How many posts have sub-posts? How many sub-posts with more than 5 entries that need pagination? This number definitely won’t be large. Compared to implementation difficulty, abandoning is the better choice. Moreover, wayback machine itself can already archive all data except these sub-posts. We really don’t need to do it personally.

We really can’t have everything and do it perfectly. Trade-offs are necessary.

P.S: When encountering the ad problem before, I considered whether ads divs could be manually removed later. Obviously, this idea only existed in my brain for less than three seconds - archives that have been manually processed are not authentic archives and thus lose the value of archiving.

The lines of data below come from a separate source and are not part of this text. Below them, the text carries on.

//! Pipeline stages of the watcher.
//!
//! - `dedup`: classify a batch against the seen set
//! - `cycle`: gather one cycle's results and commit them
//! - `backoff`: choose the delay before the next cycle
//! - `scheduler`: the run loop tying it together

pub mod backoff;
pub mod cycle;
pub mod dedup;
pub mod scheduler;
pub mod stop;

pub use backoff::{Backoff, BackoffConfig};
pub use cycle::{CycleReport, CycleRunner, GatherOutcome, Gathered, RateLimitStop, RepoObservation};
pub use dedup::{Classification, DedupEngine, classify};
pub use scheduler::{CycleOutcome, Phase, Scheduler};
pub use stop::StopSignal;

So, can we only save warc for our own use and not upload to wayback machine? This idea only lived two seconds longer than the above. After all, with the self-developed™ time machine, no one will want to replay and browse through those warc files.

P.P.S: The green bubble mentioned in the last research note is actually the 吧’s directory (吧 homepage). After testing, posts can be crawled normally. That’s enough.

January 10, 2022

Part I

Haven’t updated in a while, but actually I haven’t been idle. Been continuously updating proma in a toothpaste-squeezing fashion.

But honestly, you can tell from my state. I don’t want to write proma.

With the mobile API’s help, proma’s development difficulty has decreased a lot. It’s just that there’s one part that the mobile API can’t reach.

Simply put, floor text crawled by the mobile API will swallow blank lines. For example, if one or many lines are blank between two paragraphs, you can’t see it in the mobile API. The two paragraphs will be pressed tightly together. This is actually also the mobile app’s behavior.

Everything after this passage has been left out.